Tech Life437 words3 minutes to read

I’ve discovered something cool about JavaScript… not something useful, but something cool. I’ve discovered the end of the rainbow, or at least the Math object.

I was sitting at home in my underwear eating Cheetos® and watching Cartoon Network this past Saturday, when something dawned on me. I recalled a conversation I had with my best frind about 8 years ago about the Mac’s 256, Thousands, and Millions of colors versus Windows 8, 16, and 24-bit color. He was saying that he was excited because he’d pushed his Windows 95 computer to display 16.7 million colors.

It was Saturday when the obvious struck me. Mac OS’s “Millions” of colors is equal to 16,777,216 colors, which is equal to Windows’ 24-bit color, because in binary, 111111111111111111111111 is equal to 16,777,216 in decimal. Duh!

For the next few hours, my brain was into binary. I licked the cheese powder off my fingers, turned off the TV, put some pants on, and sat down at my computer. A few months ago, I wrote a Number Conversion Object that is able to convert between Decimal (base 10) and Binary (base 2). I decided to put it to use.

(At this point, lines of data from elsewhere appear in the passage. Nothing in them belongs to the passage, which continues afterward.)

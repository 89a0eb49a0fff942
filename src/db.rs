use anyhow::Context;
use sqlx::{postgres::PgPoolOptions, PgPool};

use crate::config::AppConfig;

pub async fn connect(config: &AppConfig) -> anyhow::Result<PgPool> {
    PgPoolOptions::new()
        .max_connections(config.max_connections)
        .connect(&config.database_url)
        .await
        .context("connect to database")
}

pub async fn migrate(db: &PgPool) {
    match sqlx::migrate!("./migrations").run(db).await {
        Ok(()) => tracing::info!("migrations applied"),
        Err(e) => {
            tracing::warn!(error = %e, "migration failed; continuing");
        }
    }
}

pub async fn ping(db: &PgPool) -> anyhow::Result<()> {
    sqlx::query("SELECT 1")
        .execute(db)
        .await
        .context("ping database")?;
    Ok(())
}
use tracing::debug;

use super::repo_types::NewActivity;
use crate::calories::{estimate_calories, resolve_weight_kg, MetLookup, WeightLookup};

/// Calories to store for a new activity: estimated when a positive duration is
/// given, otherwise whatever the client supplied.
pub async fn calories_for_activity(
    mets: &dyn MetLookup,
    weights: &dyn WeightLookup,
    activity: &NewActivity,
) -> Option<i32> {
    let has_duration = activity.duration.is_some_and(|d| d.is_finite() && d > 0.0);
    if !has_duration || activity.activity_type.trim().is_empty() {
        return activity.calories_burned;
    }

    let weight = resolve_weight_kg(weights, activity.user_id, activity.activity_date).await;
    debug!(user_id = %activity.user_id, kg = weight.kg, source = ?weight.source, "weight resolved");

    estimate_calories(
        mets,
        &activity.activity_type,
        weight.kg,
        activity.duration,
        activity.duration_units.as_deref(),
    )
    .await
    .or(activity.calories_burned)
}

#[cfg(test)]
mod tests {
    use super::*;
    use crate::calories::WeightSample;
    use async_trait::async_trait;
    use time::{macros::date, Date};
    use uuid::Uuid;

    struct Fixed {
        met: Option<f64>,
        sentinel: Option<f64>,
        weight: Option<(f64, &'static str)>,
    }

    #[async_trait]
    impl MetLookup for Fixed {
        async fn met_by_name(&self, _name: &str) -> anyhow::Result<Option<f64>> {
            Ok(self.met)
        }
        async fn sentinel_met(&self) -> anyhow::Result<Option<f64>> {
            Ok(self.sentinel)
        }
    }

    #[async_trait]
    impl WeightLookup for Fixed {
        async fn latest_weight(&self, _u: Uuid, as_of: Date) -> anyhow::Result<Option<WeightSample>> {
            Ok(self.weight.map(|(w, unit)| WeightSample {
                weight: w,
                weight_units: Some(unit.into()),
                date: as_of,
            }))
        }
    }

    struct Down;

    #[async_trait]
    impl MetLookup for Down {
        async fn met_by_name(&self, _name: &str) -> anyhow::Result<Option<f64>> {
            anyhow::bail!("pool timed out")
        }
        async fn sentinel_met(&self) -> anyhow::Result<Option<f64>> {
            anyhow::bail!("pool timed out")
        }
    }

    #[async_trait]
    impl WeightLookup for Down {
        async fn latest_weight(&self, _u: Uuid, _d: Date) -> anyhow::Result<Option<WeightSample>> {
            anyhow::bail!("pool timed out")
        }
    }

    fn activity(json: serde_json::Value) -> NewActivity {
        serde_json::from_value(json).expect("valid activity")
    }

    fn run(duration: serde_json::Value, units: &str, supplied: Option<i32>) -> NewActivity {
        activity(serde_json::json!({
            "user_id": Uuid::nil(),
            "activity_date": "2024-06-01",
            "activity_type": "Running",
            "time": duration,
            "time_units": units,
            "calories_burned": supplied
        }))
    }

    #[tokio::test]
    async fn estimate_overrides_supplied_calories() {
        let lookups = Fixed { met: Some(9.8), sentinel: None, weight: Some((80.0, "kg")) };
        let a = run(serde_json::json!(30), "min", Some(999));
        // 9.8 * 80 * 0.5 = 392
        assert_eq!(calories_for_activity(&lookups, &lookups, &a).await, Some(392));
        assert_eq!(a.activity_date, date!(2024 - 06 - 01));
    }

    #[tokio::test]
    async fn supplied_calories_kept_without_duration() {
        let lookups = Fixed { met: Some(9.8), sentinel: None, weight: None };
        let a = run(serde_json::Value::Null, "min", Some(250));
        assert_eq!(calories_for_activity(&lookups, &lookups, &a).await, Some(250));

        let a = run(serde_json::json!(0), "min", None);
        assert_eq!(calories_for_activity(&lookups, &lookups, &a).await, None);
    }

    #[tokio::test]
    async fn defaults_apply_when_nothing_is_known() {
        let lookups = Fixed { met: None, sentinel: None, weight: None };
        let a = run(serde_json::json!(1.5), "hours", None);
        // 2.0 * 70 * 1.5
        assert_eq!(calories_for_activity(&lookups, &lookups, &a).await, Some(210));
    }

    #[tokio::test]
    async fn storage_outage_degrades_silently() {
        let a = run(serde_json::json!(3600), "seconds", None);
        assert_eq!(calories_for_activity(&Down, &Down, &a).await, Some(140));
    }

    #[tokio::test]
    async fn pounds_are_converted_before_estimating() {
        let lookups = Fixed { met: None, sentinel: Some(3.0), weight: Some((220.0, "lbs")) };
        let a = run(serde_json::json!(60), "minutes", None);
        // 3.0 * 99.79024 * 1.0 = 299.37
        assert_eq!(calories_for_activity(&lookups, &lookups, &a).await, Some(299));
    }
}
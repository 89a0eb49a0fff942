//! MET-based calorie estimation.
//!
//! Lookups that fail or come back empty resolve to fixed defaults rather than
//! errors; the resolution values record which path was taken.

mod estimator;
mod units;

pub use estimator::{
    calories_for, estimate_calories, resolve_met, resolve_weight_kg, MetLookup, MetResolution,
    MetSource, WeightLookup, WeightResolution, WeightSample, WeightSource, DEFAULT_MET,
    DEFAULT_WEIGHT_KG, SENTINEL_EXERCISE,
};
pub use units::{DurationUnit, WeightUnit, LBS_TO_KG};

From there, my mind wandered into video games. Nintendo was 8-bit (256 colors), Super Nintendo and Sega Genesis were 16-bit (65,536 colors), Sony Playstation and Sega Saturn were 32-bit (4,294,967,296 colors). JavaScript’s Math object gets a little flaky if the numbers get too big. It’ll hold the places with zeroes. I went ahead with the next calculations. Atari Jaguar and Nintendo 64 were 64-bit (18,446,744,073,709,552,000 colors). I don’t even know how many “-illions” that is.

Current video game systems are 128-bit. That translates to 3.402823669209385 × 10³⁸. That’s a freakin’ big number. Then I began thinking about encryption. Most browsers have 128-bit encryption. Some security applications have 256-bit encryption. I haven’t heard of 512-bit encryption, but I’m sure it’s out there.

  • 256-bit: 1.157920892373162 × 10⁷⁷
  • 512-bit: 1.3407807929942597 × 10¹⁵⁴

WOW! Those numbers are huge! In binary, 512 bits is written as 512 “1’s” right next to each other. And 10¹⁵⁴ is a 1 with 155 zeroes behind it. A billion only has 9 zeroes behind it.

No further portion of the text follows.